Oral: Exact factorization of the many-body Green's function theory.

The Born-Oppenheimer (BO) approximation is the cornerstone of condensed matter physics and essentially all ab initio computations on crystalline solids are based on it. At the same time, experiments imply that there are some systems in which the BO approximation may be compromised. As the beyond-BO wave function approach is computationally too demanding in systems like crystals, alternative approaches are needed. An alternative beyond-BO approach is the method of many-body Green's functions. Such a theory was introduced as early as the 1960s, but it has been computationally too expensive to be implemented in practice. To make the beyond-BO Green's function theory computationally more feasible, we combined the many-body Green's function approach and the exact factorization of the wave function approach. This exact approach allows a systematic scheme for deriving beyond-BO approximations.

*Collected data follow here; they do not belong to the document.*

//! # Article Atlas
//!
//! A content-serving backend for a corpus of scientific articles:
//! paginated listing, detail retrieval, PDF delivery, a PDF-grounded chat
//! assistant, and a ranking & recommendation engine (top keywords, counts
//! per year, trending articles, similar articles, random picks).
//!
//! ## Architecture
//!
//! ```text
//! ┌─────────────┐   ┌──────────────┐   ┌──────────────────────┐
//! │ JSON import │──▶│    SQLite     │──▶│ article-atlas-core   │
//! └─────────────┘   │  (articles)   │   │ keywords / years /   │
//!                   └──────┬───────┘   │ trending / similar / │
//!                          │           │ sample               │
//!                          │           └──────────┬───────────┘
//!                 ┌────────┴─────────┬────────────┘
//!                 ▼                  ▼
//!            ┌──────────┐       ┌──────────┐      ┌─────────┐
//!            │   CLI    │       │   HTTP   │─────▶│ PDFs +  │
//!            │ (atlas)  │       │  (axum)  │      │ LLM chat│
//!            └──────────┘       └──────────┘      └─────────┘
//! ```
//!
//! ## Quick Start
//!
//! ```bash
//! atlas init                        # create database
//! atlas import articles.json        # load article metadata
//! atlas trending --years 3          # one trending article per year
//! atlas similar 42                  # keyword-similar articles
//! atlas serve                       # start HTTP server
//! ```
//!
//! ## Modules
//!
//! | Module | Purpose |
//! |--------|---------|
//! | [`config`] | TOML configuration parsing |
//! | [`db`] | Database connection |
//! | [`migrate`] | Schema migrations |
//! | [`sqlite_store`] | SQLite [`ArticleStore`](article_atlas_core::store::ArticleStore) |
//! | [`import`] | JSON article import |
//! | [`articles`] | Listing and detail views |
//! | [`ranking`] | Store-backed ranking operations |
//! | [`pdf`] | PDF delivery and text extraction |
//! | [`chat`] | PDF-grounded chat assistant |
//! | [`server`] | HTTP server |

pub mod articles;
pub mod chat;
pub mod config;
pub mod db;
pub mod import;
pub mod migrate;
pub mod pdf;
pub mod ranking;
pub mod server;
pub mod sqlite_store;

With the results obtained from this approach, we have recently, for the first time, computed ab-initio electron densities beyond the strict BO approximation for experimentally known hydrogen rich solids. Our results show a breakdown of the strict BO approximation as suggested by the earlier experimental work. Consequently, our results imply that in order to have an accurate description of the electronic structure of these systems, the quantum mechanical nature of the nuclei have to be taken into account. These effects are ignored in the current state of the art methods for crystals assuming the strict BO approximation.